Assigned task
Using the records that follow, copy every line containing the word "spawns".

Source data
use super::{DataStore, LoadOutcome, LoadStatus};
use crate::error::{ContactError, Result};
use crate::model::ContactMap;
use std::io;

/// In-memory storage for testing and development.
/// Does NOT persist data.
#[derive(Debug, Default)]
pub struct InMemoryStore {
    saved: Option<ContactMap>,
    recovered: Option<String>,
    fail_saves: bool,
    saves: usize,
}

impl InMemoryStore {
    pub fn new() -> Self {
        Self::default()
    }

    /// A store whose next load reports a recovered, corrupt document.
    pub fn corrupt(reason: impl Into<String>) -> Self {
        Self {
            recovered: Some(reason.into()),
            ..Self::default()
        }
    }

    /// Make every subsequent save fail with an I/O error.
    pub fn failing_saves(mut self) -> Self {
        self.fail_saves = true;
        self
    }

    /// The mapping as of the last successful save.
    pub fn saved(&self) -> Option<&ContactMap> {
        self.saved.as_ref()
    }

    /// Number of successful saves.
    pub fn save_count(&self) -> usize {
        self.saves
    }
}

impl DataStore for InMemoryStore {
    fn load(&self) -> LoadOutcome {
        if let Some(reason) = &self.recovered {
            return LoadOutcome::recovered(reason.clone());
        }
        match &self.saved {
            Some(contacts) => LoadOutcome::loaded(contacts.clone()),
            None => LoadOutcome {
                contacts: ContactMap::new(),
                status: LoadStatus::Missing,
            },
        }
    }

    fn save(&mut self, contacts: &ContactMap) -> Result<()> {
        if self.fail_saves {
            return Err(ContactError::Persistence(io::Error::new(
                io::ErrorKind::PermissionDenied,
                "store is read-only",
            )));
        }
        self.saved = Some(contacts.clone());
        self.recovered = None;
        self.saves += 1;
        Ok(())
    }
}

// --- Test Fixtures ---

#[cfg(any(test, feature = "test_utils"))]
pub mod fixtures {
    use super::*;
    use crate::model::ContactDetails;

    pub struct StoreFixture {
        pub store: InMemoryStore,
    }

    impl Default for StoreFixture {
        fn default() -> Self {
            Self::new()
        }
    }

    impl StoreFixture {
        pub fn new() -> Self {
            Self {
                store: InMemoryStore::new(),
            }
        }

        pub fn with_contacts(mut self, count: usize) -> Self {
            let mut contacts = self.store.load().contacts;
            for i in 0..count {
                contacts.insert(
                    format!("Contact {}", i + 1),
                    ContactDetails::new(
                        format!("555-000{}", i + 1),
                        format!("contact{}@example.com", i + 1),
                        format!("{} Main St", i + 1),
                    ),
                );
            }
            self.store.save(&contacts).unwrap();
            self.store.saves = 0;
            self
        }

        pub fn with_contact(mut self, name: &str, phone: &str, email: &str, address: &str) -> Self {
            let mut contacts = self.store.load().contacts;
            contacts.insert(name.to_string(), ContactDetails::new(phone, email, address));
            self.store.save(&contacts).unwrap();
            self.store.saves = 0;
            self
        }
    }
}
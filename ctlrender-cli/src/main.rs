// ctlrender-cli/src/main.rs
//
// Binary entry point for ctlrender. Collects the raw argument tokens,
// compiles them into a job, resolves per-file destinations, and runs the
// batch against the external transform engine.

mod help;

use std::env;
use std::process;

use log::LevelFilter;
use owo_colors::OwoColorize;

use ctlrender_core::{
    CommandEngine, Compiled, CoreResult, check_dependency, compile, engine_command, resolve,
    run_batch,
};

fn main() {
    // The backend filter stays wide open; the effective level is driven by
    // the job's -verbose/-quiet counters once the command line has been
    // compiled. An explicit RUST_LOG setting wins over both.
    let rust_log_set = env::var_os("RUST_LOG").is_some();
    env_logger::Builder::from_env(env_logger::Env::default().default_filter_or("trace"))
        .format_timestamp(None)
        .format_target(false)
        .init();
    if !rust_log_set {
        log::set_max_level(LevelFilter::Warn);
    }

    let tokens: Vec<String> = env::args().skip(1).collect();
    if let Err(e) = run(&tokens, rust_log_set) {
        eprintln!("{} {e}", "error:".red().bold());
        process::exit(1);
    }
}

fn run(tokens: &[String], rust_log_set: bool) -> CoreResult<()> {
    let (job, paths) = match compile(tokens)? {
        Compiled::Help(section) => {
            print!("{}", help::section_text(section.as_deref()));
            return Ok(());
        }
        Compiled::Job { job, paths } => (job, paths),
    };

    if !rust_log_set {
        log::set_max_level(verbosity_filter(job.verbosity));
    }

    let command = engine_command();
    check_dependency(&command)?;

    let units = resolve(&job, &paths)?;
    run_batch(&CommandEngine::new(command), &job, &units)
}

/// Maps the job's -verbose/-quiet counter (default 1) onto a log level.
fn verbosity_filter(verbosity: i32) -> LevelFilter {
    match verbosity {
        i32::MIN..=0 => LevelFilter::Error,
        1 => LevelFilter::Warn,
        2 => LevelFilter::Info,
        3 => LevelFilter::Debug,
        _ => LevelFilter::Trace,
    }
}
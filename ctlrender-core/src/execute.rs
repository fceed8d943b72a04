//! Batch execution: the per-file overwrite policy and engine invocation.
//!
//! Units run strictly sequentially in input-declaration order. A fatal
//! error on one unit aborts the rest of the batch; outputs already written
//! by earlier units are kept (partial batch completion is expected, not a
//! bug).

use std::fs;
use std::io;

use log::{debug, info};

use crate::engine::{TransformEngine, TransformRequest};
use crate::error::{CoreError, CoreResult};
use crate::job::Job;
use crate::resolve::ResolvedUnit;

/// Runs every resolved unit through the engine.
///
/// Per unit: with `-force`, any pre-existing output file is removed first;
/// then, whatever the resolver concluded earlier, a file still present at
/// the output path stops the batch. The second check is authoritative
/// because directory-mode output names are only known here, and because
/// the file system may have changed since resolution.
pub fn run_batch<E: TransformEngine>(
    engine: &E,
    job: &Job,
    units: &[ResolvedUnit],
) -> CoreResult<()> {
    if job.verbosity > 1 && !job.global_params.is_empty() {
        info!("global ctl parameters:");
        for param in &job.global_params {
            let values: Vec<String> = param.values().iter().map(|v| format!("{v}")).collect();
            info!("{:>17}: {}", param.name, values.join(" "));
        }
    }

    for resolved in units {
        if job.force {
            match fs::remove_file(&resolved.output) {
                Ok(()) => debug!("removed existing file '{}'", resolved.output.display()),
                Err(e) if e.kind() == io::ErrorKind::NotFound => {}
                Err(e) => {
                    return Err(CoreError::RemoveFailed {
                        path: resolved.output.clone(),
                        source: e,
                    });
                }
            }
        }

        if resolved.output.exists() {
            return Err(CoreError::Overwrite(resolved.output.clone()));
        }

        info!(
            "transforming '{}' -> '{}' ({})",
            resolved.input.display(),
            resolved.output.display(),
            resolved.format
        );

        engine.transform(&TransformRequest {
            input: &resolved.input,
            output: &resolved.output,
            input_scale: job.input_scale,
            output_scale: job.output_scale,
            format: resolved.format,
            compression: job.compression,
            operations: &job.operations,
            global_params: &job.global_params,
        })?;
    }

    Ok(())
}
//! Output format registry.
//!
//! A fixed table maps format tokens (`"dpx10"`, `"exr16"`, ...) to a
//! container kind and bit depth. Lookup is case-sensitive exact match and
//! the table is immutable; there is no insertion API.
//!
//! `aces` is a distinguished container: it writes an exr container to disk
//! and therefore shares exr's extension for matching and rewriting, but it
//! stays semantically distinct so the engine can apply ACES conventions.

use std::fmt;

use crate::error::{CoreError, CoreResult};

/// An output format: container kind plus bit depth.
///
/// A depth of 0 means "native": the output keeps the bit depth of the
/// source image.
#[derive(Debug, Clone, Copy, PartialEq, Eq)]
pub struct FormatSpec {
    pub container: &'static str,
    pub depth: u32,
    /// Drop the alpha channel on output. Copied from the job's `-noalpha`
    /// flag at resolution time.
    pub squish: bool,
}

impl FormatSpec {
    const fn new(container: &'static str, depth: u32) -> Self {
        FormatSpec {
            container,
            depth,
            squish: false,
        }
    }

    /// The file extension written to disk for this format. `aces` files use
    /// the exr container on disk.
    pub fn output_extension(&self) -> &'static str {
        if self.container == "aces" {
            "exr"
        } else {
            self.container
        }
    }
}

impl fmt::Display for FormatSpec {
    fn fmt(&self, f: &mut fmt::Formatter<'_>) -> fmt::Result {
        // "aces" is always 16-bit; the bare name is its registry token.
        if self.container == "aces" || self.depth == 0 {
            write!(f, "{}", self.container)
        } else {
            write!(f, "{}{}", self.container, self.depth)
        }
    }
}

/// Where a format token came from; tailors the lookup diagnostic.
#[derive(Debug, Clone, Copy, PartialEq, Eq)]
pub enum FormatContext {
    /// The token was given with an explicit `-format` option.
    ExplicitOption,
    /// The token was inferred from a destination file extension.
    FromExtension,
}

impl fmt::Display for FormatContext {
    fn fmt(&self, f: &mut fmt::Formatter<'_>) -> fmt::Result {
        match self {
            FormatContext::ExplicitOption => {
                write!(f, " for parameter '-format'; see '-help format' for more details")
            }
            FormatContext::FromExtension => {
                write!(f, " (determined from destination file extension)")
            }
        }
    }
}

const ALLOWED_FORMATS: &[(&str, FormatSpec)] = &[
    ("exr", FormatSpec::new("exr", 0)),
    ("exr16", FormatSpec::new("exr", 16)),
    ("exr32", FormatSpec::new("exr", 32)),
    ("aces", FormatSpec::new("aces", 16)),
    ("dpx", FormatSpec::new("dpx", 0)),
    ("dpx8", FormatSpec::new("dpx", 8)),
    ("dpx10", FormatSpec::new("dpx", 10)),
    ("dpx12", FormatSpec::new("dpx", 12)),
    ("dpx16", FormatSpec::new("dpx", 16)),
    ("tif", FormatSpec::new("tif", 0)),
    ("tiff", FormatSpec::new("tiff", 0)),
    ("tiff32", FormatSpec::new("tiff", 32)),
    ("tiff16", FormatSpec::new("tiff", 16)),
    ("tiff8", FormatSpec::new("tiff", 8)),
    ("tif32", FormatSpec::new("tif", 32)),
    ("tif16", FormatSpec::new("tif", 16)),
    ("tif8", FormatSpec::new("tif", 8)),
];

/// Looks up a format token in the registry.
pub fn find_format(token: &str, context: FormatContext) -> CoreResult<FormatSpec> {
    ALLOWED_FORMATS
        .iter()
        .find(|(name, _)| *name == token)
        .map(|(_, spec)| *spec)
        .ok_or_else(|| CoreError::UnknownFormat {
            token: token.to_string(),
            context,
        })
}
//! The external transform engine: contract and subprocess bridge.
//!
//! The engine reads one input image, runs the CTL operation pipeline over
//! it, and writes one output image. Everything it needs travels in a
//! [`TransformRequest`]; the [`TransformEngine`] trait keeps the executor
//! decoupled from the concrete engine so tests can substitute a mock.
//!
//! The production implementation spawns the interpreter as an external
//! command, the same way the tool's own options are spelled: `-ctl`,
//! `-param1`, `-format` and friends, followed by the input and output
//! paths.

use std::env;
use std::ffi::OsString;
use std::io;
use std::path::Path;
use std::process::{Command, Stdio};

use log::debug;

use crate::compression::Compression;
use crate::error::{CoreError, CoreResult};
use crate::format::FormatSpec;
use crate::job::{Operation, Parameter};

/// Everything the engine needs to transform one file.
///
/// The scales are optional overrides: `None` means "no override", in which
/// case the engine normalizes integral formats by bit depth and passes
/// floating-point data through unchanged (see '-help scale' for the full
/// contract, including output clipping).
#[derive(Debug, Clone, Copy)]
pub struct TransformRequest<'a> {
    pub input: &'a Path,
    pub output: &'a Path,
    pub input_scale: Option<f64>,
    pub output_scale: Option<f64>,
    pub format: FormatSpec,
    pub compression: Compression,
    pub operations: &'a [Operation],
    pub global_params: &'a [Parameter],
}

/// The transform collaborator invoked once per resolved unit.
pub trait TransformEngine {
    fn transform(&self, request: &TransformRequest<'_>) -> CoreResult<()>;
}

/// Default external interpreter command.
pub const DEFAULT_ENGINE_COMMAND: &str = "ctl-engine";

/// Name of the environment variable that overrides the engine command.
pub const ENGINE_COMMAND_VAR: &str = "CTLRENDER_ENGINE";

/// The engine command to use: `CTLRENDER_ENGINE` when set, the default
/// otherwise.
pub fn engine_command() -> String {
    env::var(ENGINE_COMMAND_VAR).unwrap_or_else(|_| DEFAULT_ENGINE_COMMAND.to_string())
}

/// Checks that the engine command is present and executable by probing it
/// with `-version`.
pub fn check_dependency(cmd_name: &str) -> CoreResult<()> {
    let result = Command::new(cmd_name)
        .arg("-version")
        .stdout(Stdio::null())
        .stderr(Stdio::null())
        .status();

    match result {
        Ok(_) => {
            debug!("found dependency: {cmd_name}");
            Ok(())
        }
        Err(e) if e.kind() == io::ErrorKind::NotFound => {
            Err(CoreError::DependencyNotFound(cmd_name.to_string()))
        }
        Err(e) => Err(CoreError::Engine(format!(
            "failed to start dependency check command '{cmd_name}': {e}"
        ))),
    }
}

/// Production engine: spawns the external interpreter once per file and
/// treats a non-zero exit as failure.
#[derive(Debug, Clone)]
pub struct CommandEngine {
    command: String,
}

impl CommandEngine {
    pub fn new(command: impl Into<String>) -> Self {
        CommandEngine {
            command: command.into(),
        }
    }

    pub fn from_env() -> Self {
        CommandEngine::new(engine_command())
    }

    fn build_args(request: &TransformRequest<'_>) -> Vec<OsString> {
        let mut args: Vec<OsString> = Vec::new();

        for operation in request.operations {
            args.push("-ctl".into());
            args.push(operation.script.clone().into_os_string());
            for param in &operation.params {
                push_param(&mut args, "-param", param);
            }
        }
        for param in request.global_params {
            push_param(&mut args, "-global_param", param);
        }

        if let Some(scale) = request.input_scale {
            args.push("-input_scale".into());
            args.push(scale.to_string().into());
        }
        if let Some(scale) = request.output_scale {
            args.push("-output_scale".into());
            args.push(scale.to_string().into());
        }

        args.push("-format".into());
        args.push(request.format.to_string().into());
        args.push("-compression".into());
        args.push(request.compression.name().into());
        if request.format.squish {
            args.push("-noalpha".into());
        }

        args.push(request.input.as_os_str().to_os_string());
        args.push(request.output.as_os_str().to_os_string());
        args
    }
}

fn push_param(args: &mut Vec<OsString>, prefix: &str, param: &Parameter) {
    args.push(format!("{prefix}{}", param.arity()).into());
    args.push(param.name.clone().into());
    for value in param.values() {
        args.push(value.to_string().into());
    }
}

impl TransformEngine for CommandEngine {
    fn transform(&self, request: &TransformRequest<'_>) -> CoreResult<()> {
        let args = Self::build_args(request);
        debug!(
            "running {} {}",
            self.command,
            args.iter()
                .map(|a| a.to_string_lossy().into_owned())
                .collect::<Vec<_>>()
                .join(" ")
        );

        let status = Command::new(&self.command)
            .args(&args)
            .status()
            .map_err(|e| {
                CoreError::Engine(format!("failed to start '{}': {e}", self.command))
            })?;

        if status.success() {
            Ok(())
        } else {
            Err(CoreError::Engine(format!(
                "'{}' exited with {} while transforming '{}'",
                self.command,
                status,
                request.input.display()
            )))
        }
    }
}

#[cfg(test)]
mod tests {
    use super::*;
    use crate::format::{FormatContext, find_format};
    use std::path::PathBuf;

    #[test]
    fn request_flattens_to_the_engine_dialect() {
        let mut op = Operation::new("transform.ctl");
        op.params.push(Parameter::new("gamma", &[2.2]));
        let operations = vec![op];
        let globals = vec![Parameter::new("wp", &[0.95, 1.0])];
        let mut format = find_format("dpx10", FormatContext::ExplicitOption).unwrap();
        format.squish = true;

        let input = PathBuf::from("in.tif");
        let output = PathBuf::from("out.dpx");
        let request = TransformRequest {
            input: &input,
            output: &output,
            input_scale: Some(255.0),
            output_scale: None,
            format,
            compression: Compression::Piz,
            operations: &operations,
            global_params: &globals,
        };

        let args: Vec<String> = CommandEngine::build_args(&request)
            .into_iter()
            .map(|a| a.to_string_lossy().into_owned())
            .collect();
        assert_eq!(
            args,
            vec![
                "-ctl",
                "transform.ctl",
                "-param1",
                "gamma",
                "2.2",
                "-global_param2",
                "wp",
                "0.95",
                "1",
                "-input_scale",
                "255",
                "-format",
                "dpx10",
                "-compression",
                "PIZ",
                "-noalpha",
                "in.tif",
                "out.dpx",
            ]
        );
    }

    #[test]
    fn engine_command_defaults_without_override() {
        // The variable is not set in the test environment.
        if env::var_os(ENGINE_COMMAND_VAR).is_none() {
            assert_eq!(engine_command(), DEFAULT_ENGINE_COMMAND);
        }
    }
}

Result of this exercise
//! The production implementation spawns the interpreter as an external
/// Production engine: spawns the external interpreter once per file and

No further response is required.